Data Layers and Modeling - Overview¶
The graph underneath shows the normal flow of a best-practice implementation of a Data Platform at projects of Plainsight.
%%{init: { "flowchart": { "useMaxWidth": true } } }%%
graph TD
%% Expanded DW/BI platform with Medallion colors
subgraph Source Systems
A1[(Source System A)]
A2[(Source System B)]
A3[(Source System C)]
end
subgraph Data Platform
direction LR
subgraph Bronze["Bronze (Landing & Staging)"]
subgraph Source A
L1[Landing A<br/>delta-only<br>optional]:::bronzeOptional
B1[Staging A]:::bronze
end
subgraph Source B
L2[Landing B<br/>delta-only<br>optional]:::bronzeOptional
B2[Staging B]:::bronze
end
subgraph Source C
L3[Landing C<br/>delta-only<br>optional]:::bronzeOptional
B3[Staging C]:::bronze
end
end
subgraph Silver["Silver (ADS + intermediate)"]
M[Intermediate<br/>delta-only<br>optional]:::silverOptional
C[ADS]:::silver
O[Intermediate<br/>delta-only<br>optional]:::silverOptional
G[Master Data]:::silverOptional
end
subgraph Gold["Gold (Business Products)"]
FS[Feature Store<br/>optional]:::goldOptional
D[Dimensional Model]:::gold
end
Semantic[Semantic Layer]
Reports[Reporting Tools]
ML[Advanced Analytics / ML]
end
%% Flows
A1 --> L1
L1 --> B1
A2 --> L2
L2 --> B2
A3 --> L3
L3 --> B3
B1 --> M
B2 --> M
B3 --> M
M --> C
C --> O
O --> D
O -.-> FS
C <--> G
D --> Semantic
D --> Reports
D --> ML
FS --> ML
Semantic --> Reports
%% Node styles
classDef bronze fill:#CD7F32,stroke:#8B4513,stroke-width:1px,color:#FFFFFF;
classDef bronzeOptional fill:#CD7F32,stroke:#8B4513,stroke-width:2px,stroke-dasharray:5 5,color:#FFFFFF;
classDef silver fill:#C0C0C0,stroke:#808080,stroke-width:1px,color:#111827;
classDef silverOptional fill:#C0C0C0,stroke:#808080,stroke-width:2px,stroke-dasharray:5 5,color:#111827;
classDef gold fill:#FFD700,stroke:#DAA520,stroke-width:1px,color:#111827;
classDef goldOptional fill:#FFD700,stroke:#DAA520,stroke-width:2px,stroke-dasharray:5 5,color:#111827;
class A,C blueBox;
The typical flow of data is as follows:
%%{init: { "flowchart": { "useMaxWidth": true } }}%%
graph LR
subgraph Source Systems
S[(Source<br/>All data)]
end
subgraph Data Platform
subgraph Bronze
L[Landing<br/>delta-only<br/>Optional]:::bronzeOptional
B[Staging<br/>All data]:::bronze
end
subgraph Silver
M1[Intermediate<br/>delta-only<br>optional]:::silverOptional
CONF[ADS<br/>All data]:::silver
M2[Intermediate<br/>delta-only<br>optional]:::silverOptional
end
subgraph Gold
D[Dimensional Model<br/>All data]:::gold
end
end
%% Flows
S -->|Optional| L
L --> B
S -.->|Direct| B
B --> |Optional|M1
M1 --> CONF
B -.-> |Direct|CONF
CONF --> |Optional|M2
M2 --> D
CONF -.-> |Direct|D
%% Node styles
classDef bronze fill:#CD7F32,stroke:#8B4513,stroke-width:1px,color:#FFFFFF;
classDef bronzeOptional fill:#CD7F32,stroke:#8B4513,stroke-width:2px,stroke-dasharray:5 5,color:#FFFFFF;
classDef silver fill:#C0C0C0,stroke:#808080,stroke-width:1px,color:#111827;
classDef silverOptional fill:#C0C0C0,stroke:#808080,stroke-width:2px,stroke-dasharray:5 5,color:#111827;
classDef gold fill:#FFD700,stroke:#DAA520,stroke-width:1px,color:#111827;
class A,C blueBox;
Here we see all data that the information is flowing through. 1. The Source contains all information but is not part of our Data Platform.
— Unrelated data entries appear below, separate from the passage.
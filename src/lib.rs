//! wabot - a command-driven chat bot with menu navigation, reaction
//! moderation and a world clock

pub mod application;
pub mod domain;
pub mod infrastructure;
pub mod plugins;
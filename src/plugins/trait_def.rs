//! Plugin trait definitions

use async_trait::async_trait;

use crate::application::errors::BotError;
use crate::domain::entities::{Command, CommandRegistry, Message};
use crate::domain::traits::Bot;

/// Core plugin trait that all plugins must implement
#[async_trait]
pub trait Plugin: Send + Sync {
    /// Unique identifier for the plugin
    fn name(&self) -> &str;

    /// Human-readable description
    fn description(&self) -> &str;

    /// Commands contributed by this plugin.
    ///
    /// `registered` holds every command contributed by plugins registered
    /// earlier, so a plugin registered last can see the whole set.
    fn commands(&self, registered: &CommandRegistry) -> Vec<Command>;

    /// Observe every incoming event after command and selection handling
    async fn on_event(&self, _event: &Message, _bot: &dyn Bot) -> Result<(), BotError> {
        Ok(())
    }
}
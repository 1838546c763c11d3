//! Groups registered commands by category and renders the top-level menu

use std::collections::BTreeMap;

use super::classifier::{glyph_for, normalize, stylize};
use crate::domain::entities::navigation::category_selection_id;
use crate::domain::entities::{CommandDescriptor, NavigationPayload, Row};

/// Commands grouped by category key, both levels sorted lexicographically
#[derive(Debug, Clone, Default, PartialEq, Eq)]
pub struct MenuModel {
    categories: BTreeMap<String, Vec<String>>,
}

impl MenuModel {
    /// Aggregate every descriptor that has a category, a non-empty pattern
    /// and is not hidden from the menu. Categories that normalize to an
    /// empty key are skipped since no sub-menu command can serve them.
    pub fn aggregate<'a, I>(descriptors: I) -> Self
    where
        I: IntoIterator<Item = &'a CommandDescriptor>,
    {
        let mut categories: BTreeMap<String, Vec<String>> = BTreeMap::new();
        for descriptor in descriptors {
            let Some(category) = descriptor.category.as_deref() else {
                continue;
            };
            if descriptor.suppress_from_menu || descriptor.pattern.is_empty() {
                continue;
            }
            let key = normalize(category);
            if key.is_empty() {
                continue;
            }
            categories
                .entry(key)
                .or_default()
                .push(descriptor.primary_name().to_string());
        }
        for names in categories.values_mut() {
            names.sort();
        }
        Self { categories }
    }

    /// Category keys in lexicographic order
    pub fn categories(&self) -> impl Iterator<Item = &str> {
        self.categories.keys().map(String::as_str)
    }

    pub fn commands(&self, category: &str) -> Option<&[String]> {
        self.categories.get(category).map(Vec::as_slice)
    }

    pub fn iter(&self) -> impl Iterator<Item = (&str, &[String])> {
        self.categories
            .iter()
            .map(|(key, names)| (key.as_str(), names.as_slice()))
    }

    pub fn len(&self) -> usize {
        self.categories.len()
    }

    pub fn is_empty(&self) -> bool {
        self.categories.is_empty()
    }
}

/// Caller-supplied fields of the menu header; rendered verbatim
#[derive(Debug, Clone, Default, PartialEq, Eq)]
pub struct MenuHeader {
    pub brand: String,
    pub user: String,
    pub runtime: String,
    pub mode: String,
    pub prefix: String,
    pub owner: String,
    pub plugins: usize,
    pub developer: String,
    pub version: String,
}

impl MenuHeader {
    pub fn render(&self) -> String {
        let line = |label: &str, value: &str| format!("*┃* {} : {}\n", stylize(label), value);

        let mut out = format!("\n*┏────〘 {} 〙───⊷*\n", stylize(&self.brand));
        out.push_str(&line("User", &format!("@{}", self.user)));
        out.push_str(&line("Runtime", &self.runtime));
        out.push_str(&line("Mode", &format!("*{}*", self.mode)));
        out.push_str(&line("Prefix", &format!("「 {} 」", self.prefix)));
        out.push_str(&line("Owner", &self.owner));
        out.push_str(&line("Plugins", &format!("『 {} 』", self.plugins)));
        out.push_str(&line("Dev", &stylize(&self.developer)));
        out.push_str(&line("Version", &self.version));
        out.push_str("*┗──────────────⊷*");
        out
    }
}

/// Menu text plus the navigation payload offered alongside it
#[derive(Debug, Clone, PartialEq, Eq)]
pub struct RenderedMenu {
    pub text: String,
    pub navigation: NavigationPayload,
}

/// Heading used for a category in both the menu and its sub-menu
pub fn category_title(key: &str) -> String {
    format!("{} {} {}", glyph_for(key), stylize(key), stylize("Menu"))
}

/// Render the full menu for a registry snapshot.
///
/// Output depends only on the arguments: the same descriptors, prefix and
/// header always produce identical text and payload.
pub fn build_menu<'a, I>(descriptors: I, prefix: &str, header: &MenuHeader) -> RenderedMenu
where
    I: IntoIterator<Item = &'a CommandDescriptor>,
{
    let model = MenuModel::aggregate(descriptors);
    render_menu(&model, prefix, header)
}

pub fn render_menu(model: &MenuModel, prefix: &str, header: &MenuHeader) -> RenderedMenu {
    let mut text = header.render();
    let mut rows = Vec::with_capacity(model.len());

    for (key, names) in model.iter() {
        text.push_str(&format!("\n\n┏─『 {} 』──⊷\n", category_title(key)));
        for name in names {
            text.push_str(&format!("│ {}{}\n", prefix, name));
        }
        text.push_str("┗──────────────⊷");

        rows.push(Row::new(
            format!("{} {}", glyph_for(key), stylize(key)),
            category_selection_id(prefix, key),
            format!("{} {}", stylize(key), stylize("Menu")),
        ));
    }

    let title = format!("{} MENU", header.brand.to_uppercase());
    let navigation = NavigationPayload::new(title, "Select a category to explore commands", "Browse Categories")
        .with_section("Menu Navigation", rows);

    RenderedMenu { text, navigation }
}
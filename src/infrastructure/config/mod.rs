//! Configuration management

use serde::{Deserialize, Serialize};
use std::path::PathBuf;
use crate::application::errors::ConfigError;

/// Emojis that get a participant removed when the filter is on
pub const DEFAULT_BANNED_EMOJIS: &[&str] = &[
    "😠", "🖕", "👎", "💩", "🤮", "👊", "🔫", "💣", "🗑️", "❌", "🚫", "⛔", "💔", "🤬", "😡", "🥊",
];

/// Bot configuration
#[derive(Debug, Clone, Deserialize, Serialize)]
#[serde(rename_all = "kebab-case")]
pub struct Config {
    pub bot: BotConfig,
    #[serde(default)]
    pub menu: MenuConfig,
    #[serde(default)]
    pub moderation: ModerationConfig,
    pub adapters: AdaptersConfig,
}

#[derive(Debug, Clone, Deserialize, Serialize)]
#[serde(rename_all = "kebab-case")]
pub struct BotConfig {
    pub name: String,
    pub prefix: String,
    pub owner_name: String,
    /// Shown in the menu header, e.g. `public` or `private`
    pub mode: String,
    pub developer: String,
    pub version: String,
}

#[derive(Debug, Clone, Deserialize, Serialize)]
#[serde(rename_all = "kebab-case")]
pub struct MenuConfig {
    pub image_url: String,
    pub audio_url: Option<String>,
    pub audio_delay_ms: u64,
}

#[derive(Debug, Clone, Deserialize, Serialize)]
#[serde(rename_all = "kebab-case")]
pub struct ModerationConfig {
    pub banned_emojis: Vec<String>,
}

#[derive(Debug, Clone, Deserialize, Serialize)]
#[serde(rename_all = "kebab-case")]
pub struct AdaptersConfig {
    pub bridge: Option<BridgeConfig>,
    pub console: Option<ConsoleConfig>,
}

/// HTTP gateway in front of the WhatsApp session
#[derive(Debug, Clone, Deserialize, Serialize)]
#[serde(rename_all = "kebab-case")]
pub struct BridgeConfig {
    pub enabled: bool,
    pub base_url: Option<String>,
    pub token: Option<String>,
    /// Long-poll timeout in seconds
    pub poll_timeout: u64,
}

#[derive(Debug, Clone, Deserialize, Serialize)]
#[serde(rename_all = "kebab-case")]
pub struct ConsoleConfig {
    pub enabled: bool,
}

impl Default for MenuConfig {
    fn default() -> Self {
        Self {
            image_url: "https://url.bwmxmd.online/Adams.zjrmnw18.jpeg".to_string(),
            audio_url: None,
            audio_delay_ms: 1000,
        }
    }
}

impl Default for ModerationConfig {
    fn default() -> Self {
        Self {
            banned_emojis: DEFAULT_BANNED_EMOJIS.iter().map(|e| e.to_string()).collect(),
        }
    }
}

impl Default for Config {
    fn default() -> Self {
        Self {
            bot: BotConfig {
                name: "Mercedes".to_string(),
                prefix: ".".to_string(),
                owner_name: "Marisel".to_string(),
                mode: "public".to_string(),
                developer: "Marisel".to_string(),
                version: env!("CARGO_PKG_VERSION").to_string(),
            },
            menu: MenuConfig::default(),
            moderation: ModerationConfig::default(),
            adapters: AdaptersConfig {
                bridge: Some(BridgeConfig {
                    enabled: false,
                    base_url: None,
                    token: None,
                    poll_timeout: 30,
                }),
                console: Some(ConsoleConfig {
                    enabled: true,
                }),
            },
        }
    }
}

impl Config {
    pub fn load(path: impl Into<PathBuf>) -> Result<Self, ConfigError> {
        let path = path.into();
        let content = std::fs::read_to_string(&path)
            .map_err(|e| ConfigError::Parse(format!("Failed to read config: {}", e)))?;

        Self::from_yaml(&content)
    }

    pub fn from_yaml(content: &str) -> Result<Self, ConfigError> {
        let config: Config = serde_yaml::from_str(content)
            .map_err(|e| ConfigError::Parse(format!("Failed to parse config: {}", e)))?;
        config.validate()?;
        Ok(config)
    }

    pub fn validate(&self) -> Result<(), ConfigError> {
        if self.bot.prefix.is_empty() {
            return Err(ConfigError::InvalidValue("bot.prefix must not be empty".to_string()));
        }
        if let Some(bridge) = self.bridge() {
            if bridge.base_url.as_deref().unwrap_or("").is_empty() {
                return Err(ConfigError::MissingField("adapters.bridge.base-url".to_string()));
            }
        }
        Ok(())
    }

    /// Bridge settings, when the bridge adapter is enabled
    pub fn bridge(&self) -> Option<&BridgeConfig> {
        self.adapters.bridge.as_ref().filter(|b| b.enabled)
    }

    pub fn load_env() -> Self {
        let mut config = Config::default();
        config.apply_env();
        config
    }

    /// Overlay environment variables onto the loaded values
    pub fn apply_env(&mut self) {
        if let Ok(url) = std::env::var("BRIDGE_URL") {
            let bridge = self.adapters.bridge.get_or_insert(BridgeConfig {
                enabled: true,
                base_url: None,
                token: None,
                poll_timeout: 30,
            });
            bridge.base_url = Some(url);
            bridge.enabled = true;
        }

        if let Ok(token) = std::env::var("BRIDGE_TOKEN") {
            if let Some(ref mut bridge) = self.adapters.bridge {
                bridge.token = Some(token);
            }
        }

        if let Ok(prefix) = std::env::var("BOT_PREFIX") {
            if !prefix.is_empty() {
                self.bot.prefix = prefix;
            }
        }

        if let Ok(owner) = std::env::var("OWNER_NAME") {
            self.bot.owner_name = owner;
        }
    }
}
Read more about sources in Data Sources & Data Loading
- Landing (Optional, Bronze) contains the increments extracted from the source or external tables populated by ingestion tools. This layer is useful when:
- External tools (Fabric Pipelines, Databricks Lakeflow Connect, replication, ...) populate external tables
- Incremental-only data needs preprocessing before merging into staging
- Raw files (JSON, Parquet) require parsing before staging
- Change data capture (CDC) streams need transformation
The 'Landing' layer can be skipped when no intermediary steps are required to fill 'Staging'
-
The Staging layer (Bronze) contains a replica of the source information. This layer contains a replica of the source after an ETL load. The data in this layer is as close to the source as possible (similar column names, similar table names) and nearly no data corrections are applied here. This layer is used for reloads of data to subsequent layers. Read more in Landing and Staging.
-
The Intermediate layers (Silver) provide helpful steps to apply changes to the staging and ADS layers such as flattening, filtering, grouping, denormalizing/flattening and more. The intermediary layers can consist of volatile views, of small increments, persisted tables and more. These layers help split up the ETL for more modularity, re-use of logic and more.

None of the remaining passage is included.